Transexuais são libertadas de cativeiro de prostituição

Mulheres eram de outros estados e foram atraídas pela promessa de uma  vida melhor. Suposta mentora teve pedido de prisão decretado

Uma ação policial resgatou oito transexuais mantidas em cativeiro para exploração sexual em Valparaíso de Goiás, no entorno do Distrito Federal. Todas as vítimas são de outros estados e uma delas tinha apenas 14 anos. Elas chegaram a ser ameaçadas de morte, conforme relataram aos agentes.

 

O  trabalho análogo à escravidão era liderado por um outra transexual chamada Juliana, que teve a prisão temporária decretada. Ela teria atraído as mulheres para a cidade com a promessa de conseguirem melhor qualidade de vida.
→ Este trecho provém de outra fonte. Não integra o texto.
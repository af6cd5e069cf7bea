use thiserror::Error;

/// Errors raised while validating a sampling request or loading its weights.
#[derive(Debug, Error)]
pub enum SampleError {
    #[error("only DiT-XL/2 at 256 or 512 pixels with 1000 classes can be auto-downloaded, got {model} at {image_size} with {num_classes} classes")]
    AutoDownloadUnsupported { model: String, image_size: i64, num_classes: i64 },

    #[error("got {labels} class labels but {merge_times} merge times")]
    MergeTimeCountMismatch { labels: usize, merge_times: usize },

    #[error("class label {label} is outside 0..={null_class}")]
    InvalidClassLabel { label: i64, null_class: i64 },

    #[error("unknown model {0}, expected one of DiT-{{XL,L,B,S}}/{{2,4,8}}")]
    UnknownModel(String),

    #[error("unknown vae {0}, expected ema or mse")]
    UnknownVae(String),

    #[error("image size {image_size} is not supported by {model}")]
    InvalidImageSize { model: String, image_size: i64 },

    #[error("start timestep {t_start} is outside 0..{num_timesteps}")]
    InvalidStartTimestep { t_start: i64, num_timesteps: i64 },

    #[error("the diffusion expects a learned variance but the model predicts only the noise")]
    VarianceNotPredicted,

    #[error("invalid timestep respacing {0:?}")]
    InvalidRespacing(String),

    #[error("checkpoint has no tensor named {0}")]
    MissingCheckpointTensor(String),

    #[error("checkpoint tensor {name} has shape {found:?}, expected {expected:?}")]
    CheckpointShapeMismatch { name: String, expected: Vec<i64>, found: Vec<i64> },

    #[error("failed to download {url}: {reason}")]
    Download { url: String, reason: String },
}
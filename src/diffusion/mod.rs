//! # Gaussian diffusion
//!
//! Discrete-time Gaussian diffusion used by DiT: a fixed beta schedule over
//! the training timesteps, optionally respaced to fewer sampling steps, and
//! the ancestral reverse process driven by a [`Denoiser`](crate::dit::Denoiser).
use serde::{Deserialize, Serialize};

use crate::error::SampleError;

pub mod gaussian;
pub mod respace;

pub use gaussian::{GaussianDiffusion, MeanVariance, SampleOptions};
pub use respace::space_timesteps;

/// This represents how beta ranges from its minimum value to the maximum
/// during training.
#[derive(Debug, Clone, Copy, PartialEq, Eq, Serialize, Deserialize)]
#[serde(rename_all = "snake_case")]
pub enum BetaSchedule {
    /// Linear interpolation, scaled so that any step count matches the
    /// 1000-step schedule.
    Linear,
    /// Glide cosine schedule
    SquaredcosCapV2,
}

/// What the network predicts.
#[derive(Debug, Clone, Copy, PartialEq, Eq, Serialize, Deserialize)]
pub enum ModelMeanType {
    /// The noise added to `x_0`.
    Epsilon,
    /// `x_0` itself.
    StartX,
}

/// How the reverse process variance is obtained.
#[derive(Debug, Clone, Copy, PartialEq, Eq, Serialize, Deserialize)]
pub enum ModelVarType {
    /// The network outputs `v` in `[-1, 1]`, interpolating between the
    /// posterior variance and beta in log space.
    LearnedRange,
    FixedSmall,
    FixedLarge,
}

/// Betas for a named schedule.
pub fn get_named_beta_schedule(schedule: BetaSchedule, num_diffusion_timesteps: usize) -> Vec<f64> {
    match schedule {
        BetaSchedule::Linear => {
            let scale = 1000. / num_diffusion_timesteps as f64;
            let beta_start = scale * 0.0001;
            let beta_end = scale * 0.02;
            linspace(beta_start, beta_end, num_diffusion_timesteps)
        }
        BetaSchedule::SquaredcosCapV2 => betas_for_alpha_bar(num_diffusion_timesteps, 0.999),
    }
}

fn linspace(start: f64, end: f64, n: usize) -> Vec<f64> {
    if n == 1 {
        return vec![start];
    }
    let step = (end - start) / (n - 1) as f64;
    (0..n).map(|i| start + step * i as f64).collect()
}

/// Create a beta schedule that discretizes the given alpha_t_bar function, which defines the cumulative product of
/// `(1-beta)` over time from `t = [0,1]`.
pub(crate) fn betas_for_alpha_bar(num_diffusion_timesteps: usize, max_beta: f64) -> Vec<f64> {
    let alpha_bar = |time_step: f64| f64::cos((time_step + 0.008) / 1.008 * std::f64::consts::FRAC_PI_2).powi(2);
    (0..num_diffusion_timesteps)
        .map(|i| {
            let t1 = i as f64 / num_diffusion_timesteps as f64;
            let t2 = (i + 1) as f64 / num_diffusion_timesteps as f64;
            (1.0 - alpha_bar(t2) / alpha_bar(t1)).min(max_beta)
        })
        .collect()
}

#[derive(Debug, Clone, Serialize, Deserialize)]
pub struct DiffusionConfig {
    pub noise_schedule: BetaSchedule,
    /// Number of training timesteps.
    pub diffusion_steps: usize,
    pub predict_xstart: bool,
    pub learn_sigma: bool,
    pub sigma_small: bool,
}

impl Default for DiffusionConfig {
    fn default() -> Self {
        Self {
            noise_schedule: BetaSchedule::Linear,
            diffusion_steps: 1000,
            predict_xstart: false,
            learn_sigma: true,
            sigma_small: false,
        }
    }
}

/// Builds the diffusion process sampled by DiT, respaced according to
/// `timestep_respacing` (e.g. `"250"`, `"ddim25"`, `"10,15,20"`). An empty
/// string keeps every training step.
pub fn create_diffusion(timestep_respacing: &str, config: &DiffusionConfig) -> Result<GaussianDiffusion, SampleError> {
    let betas = get_named_beta_schedule(config.noise_schedule, config.diffusion_steps);
    let mean_type = if config.predict_xstart { ModelMeanType::StartX } else { ModelMeanType::Epsilon };
    let var_type = match (config.learn_sigma, config.sigma_small) {
        (true, _) => ModelVarType::LearnedRange,
        (false, false) => ModelVarType::FixedLarge,
        (false, true) => ModelVarType::FixedSmall,
    };
    let respacing = if timestep_respacing.is_empty() {
        config.diffusion_steps.to_string()
    } else {
        timestep_respacing.to_string()
    };
    let use_timesteps = space_timesteps(config.diffusion_steps, &respacing)?;
    Ok(GaussianDiffusion::spaced(&use_timesteps, &betas, mean_type, var_type))
}

#[cfg(test)]
mod tests {
    use super::{create_diffusion, get_named_beta_schedule, BetaSchedule, DiffusionConfig, ModelVarType};

    #[test]
    fn test_linear_schedule() {
        let betas = get_named_beta_schedule(BetaSchedule::Linear, 1000);
        assert_eq!(betas.len(), 1000);
        assert!((betas[0] - 0.0001).abs() < 1e-12);
        assert!((betas[999] - 0.02).abs() < 1e-12);
    }

    #[test]
    fn test_cosine_schedule_is_capped() {
        let betas = get_named_beta_schedule(BetaSchedule::SquaredcosCapV2, 100);
        assert!(betas.iter().all(|b| *b > 0. && *b <= 0.999));
        assert_eq!(betas[99], 0.999);
    }

    #[test]
    fn test_create_default_diffusion() {
        let diffusion = create_diffusion("250", &DiffusionConfig::default()).unwrap();
        assert_eq!(diffusion.num_timesteps(), 250);
        assert_eq!(diffusion.var_type(), ModelVarType::LearnedRange);
        assert_eq!(diffusion.timestep_map()[0], 0);
        assert_eq!(*diffusion.timestep_map().last().unwrap(), 999);
        assert!(diffusion.betas().iter().all(|b| *b > 0. && *b < 1.));
    }

    #[test]
    fn test_empty_respacing_keeps_all_steps() {
        let diffusion = create_diffusion("", &DiffusionConfig::default()).unwrap();
        assert_eq!(diffusion.num_timesteps(), 1000);
    }
}
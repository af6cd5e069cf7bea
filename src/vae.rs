//! Latent decoding through the Stable Diffusion KL autoencoder.
use std::path::{Path, PathBuf};

use diffusers::models::vae::{AutoEncoderKL, AutoEncoderKLConfig};
use tch::{nn, Device, Tensor};
use tracing::info;

use crate::model_kind::VaeKind;

/// Scale applied to VAE latents during DiT training.
pub const LATENT_SCALE: f64 = 0.18215;

const VAE_WEIGHTS_FILE: &str = "diffusion_pytorch_model.safetensors";

pub trait LatentDecoder {
    /// Decodes scaled latents `(N, 4, h, w)` into images `(N, 3, 8h, 8w)` in `[-1, 1]`.
    fn decode(&self, latents: &Tensor) -> Tensor;

    /// Decodes at most `chunk_size` latents at a time to bound memory use.
    fn decode_chunked(&self, latents: &Tensor, chunk_size: i64) -> Tensor {
        let n = latents.size()[0];
        if n <= chunk_size {
            return self.decode(latents);
        }
        let images: Vec<Tensor> = latents
            .split(chunk_size.max(1), 0)
            .iter()
            .map(|chunk| self.decode(chunk))
            .collect();
        Tensor::cat(&images, 0)
    }
}

pub struct Vae {
    model: AutoEncoderKL,
    device: Device,
}

impl Vae {
    /// Config of the sd-vae-ft-ema and sd-vae-ft-mse autoencoders.
    pub fn config() -> AutoEncoderKLConfig {
        AutoEncoderKLConfig {
            block_out_channels: vec![128, 256, 512, 512],
            layers_per_block: 2,
            latent_channels: 4,
            norm_num_groups: 32,
        }
    }

    /// Fetches the weights of `kind` from the hub, reusing the local cache.
    pub fn weights_from_hub(kind: VaeKind) -> anyhow::Result<PathBuf> {
        let api = hf_hub::api::sync::Api::new()?;
        let path = api.model(kind.hub_repo()).get(VAE_WEIGHTS_FILE)?;
        Ok(path)
    }

    pub fn load<P: AsRef<Path>>(weights: P, device: Device) -> anyhow::Result<Self> {
        let mut vs = nn::VarStore::new(device);
        let model = AutoEncoderKL::new(vs.root(), 3, 3, Self::config());
        vs.load(weights.as_ref())?;
        info!(weights = %weights.as_ref().display(), "loaded vae");
        Ok(Self { model, device })
    }
}

impl LatentDecoder for Vae {
    fn decode(&self, latents: &Tensor) -> Tensor {
        let latents = latents.to_device(self.device) / LATENT_SCALE;
        self.model.decode(&latents)
    }
}
use tch::{nn::{self, Module}, Kind, Tensor};

/// Splits a latent image into non-overlapping `patch_size` squares and
/// projects each of them to the hidden size.
#[derive(Debug)]
pub struct PatchEmbed {
    proj: nn::Conv2D,
}

impl PatchEmbed {
    pub fn new(vs: nn::Path, in_channels: i64, hidden_size: i64, patch_size: i64) -> Self {
        let conv_cfg = nn::ConvConfig { stride: patch_size, ..Default::default() };
        let proj = nn::conv2d(&vs / "proj", in_channels, hidden_size, patch_size, conv_cfg);
        Self { proj }
    }
}

impl Module for PatchEmbed {
    fn forward(&self, xs: &Tensor) -> Tensor {
        // (N, D, H/p, W/p) -> (N, T, D)
        xs.apply(&self.proj).flatten(2, -1).transpose(1, 2)
    }
}

#[derive(Debug)]
pub struct TimestepEmbedder {
    linear_1: nn::Linear,
    linear_2: nn::Linear,
    frequency_embedding_size: i64,
}

impl TimestepEmbedder {
    pub fn new(vs: nn::Path, hidden_size: i64) -> Self {
        let frequency_embedding_size = 256;
        let mlp = &vs / "mlp";
        let linear_1 = nn::linear(&mlp / 0, frequency_embedding_size, hidden_size, Default::default());
        let linear_2 = nn::linear(&mlp / 2, hidden_size, hidden_size, Default::default());
        Self { linear_1, linear_2, frequency_embedding_size }
    }

    /// Sinusoidal embedding of (possibly fractional) timesteps, cosines first.
    pub fn timestep_embedding(t: &Tensor, dim: i64, max_period: f64) -> Tensor {
        let half = dim / 2;
        let freqs = (Tensor::arange(half, (Kind::Float, t.device())) * (-max_period.ln() / half as f64)).exp();
        let args = t.to_kind(Kind::Float).unsqueeze(-1) * freqs.unsqueeze(0);
        let embedding = Tensor::cat(&[args.cos(), args.sin()], -1);
        if dim % 2 == 1 {
            let pad = embedding.zeros_like().narrow(-1, 0, 1);
            Tensor::cat(&[embedding, pad], -1)
        } else {
            embedding
        }
    }
}

impl Module for TimestepEmbedder {
    fn forward(&self, t: &Tensor) -> Tensor {
        let freq = Self::timestep_embedding(t, self.frequency_embedding_size, 10000.);
        freq.apply(&self.linear_1).silu().apply(&self.linear_2)
    }
}

/// Class label embedding with one extra row for the null class.
#[derive(Debug)]
pub struct LabelEmbedder {
    embedding_table: nn::Embedding,
}

impl LabelEmbedder {
    pub fn new(vs: nn::Path, num_classes: i64, hidden_size: i64) -> Self {
        let embedding_table =
            nn::embedding(&vs / "embedding_table", num_classes + 1, hidden_size, Default::default());
        Self { embedding_table }
    }
}

impl Module for LabelEmbedder {
    fn forward(&self, labels: &Tensor) -> Tensor {
        labels.to_kind(Kind::Int64).apply(&self.embedding_table)
    }
}

/// Fixed 2D sin-cos position table of shape `(grid_size * grid_size, embed_dim)`.
pub fn sincos_pos_embed_2d(embed_dim: i64, grid_size: i64) -> Vec<f32> {
    let half = embed_dim / 2;
    let quarter = half / 2;
    let omega: Vec<f64> = (0..quarter)
        .map(|i| 1. / 10000f64.powf(i as f64 / quarter as f64))
        .collect();
    let mut table = Vec::with_capacity((grid_size * grid_size * embed_dim) as usize);
    for row in 0..grid_size {
        for col in 0..grid_size {
            // first half follows the column, second half the row
            for pos in [col, row] {
                let angles = omega.iter().map(|w| pos as f64 * w);
                table.extend(angles.clone().map(|a| a.sin() as f32));
                table.extend(angles.map(|a| a.cos() as f32));
            }
        }
    }
    table
}

#[cfg(test)]
mod tests {
    use tch::{Device, Kind, Tensor};

    use super::{sincos_pos_embed_2d, TimestepEmbedder};

    #[test]
    fn test_timestep_embedding_at_zero() {
        let t = Tensor::zeros([3], (Kind::Int64, Device::Cpu));
        let emb = TimestepEmbedder::timestep_embedding(&t, 8, 10000.);
        assert_eq!(emb.size(), vec![3, 8]);
        // cos(0) = 1 for the first half, sin(0) = 0 for the second
        assert_eq!(emb.narrow(1, 0, 4).sum(Kind::Float).double_value(&[]), 12.);
        assert_eq!(emb.narrow(1, 4, 4).abs().sum(Kind::Float).double_value(&[]), 0.);
    }

    #[test]
    fn test_pos_embed_layout() {
        let table = sincos_pos_embed_2d(8, 2);
        assert_eq!(table.len(), 4 * 8);
        // position (row 0, col 1): column half has sin(1) first
        let second = &table[8..16];
        assert!((second[0] - 1f32.sin()).abs() < 1e-6);
        // row half for row 0 is sin(0) = 0, cos(0) = 1
        assert_eq!(second[4], 0.);
        assert_eq!(second[6], 1.);
    }
}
Ao chegarem ao local, o grupo era obrigado a se prostituir no “abrigo” da suspeita. A tentativa de ir embora era reprimida com agressões físicas, inclusive comum taco de beisebol.

 

A menor de idade foi encaminhada para o Conselho Municipal de Valparaíso de Goiás. As vítimas não reconheceram o cárcere privado, apesar de não possuírem chave da casa onde moravam com a suposta agressora. A delegada responsável pelo caso,  Samya Barros, afirmou que a equipe teve de arrombar o portão para conseguir entrar o imóvel e algumas transexuais fugiram.

 

De acordo com a polícia, o local tinha armas, drogas e objetos usados para extorsão e exploração sexual das transexuais. Os investigadores encontraram um vídeo com imagens de uma das mulheres ferida. O caso está sendo apurado. Algumas pessoas foram presas por porte de arma branca por ter facas dentro das respectivas bolsas e por portarem documentos com outras identidades.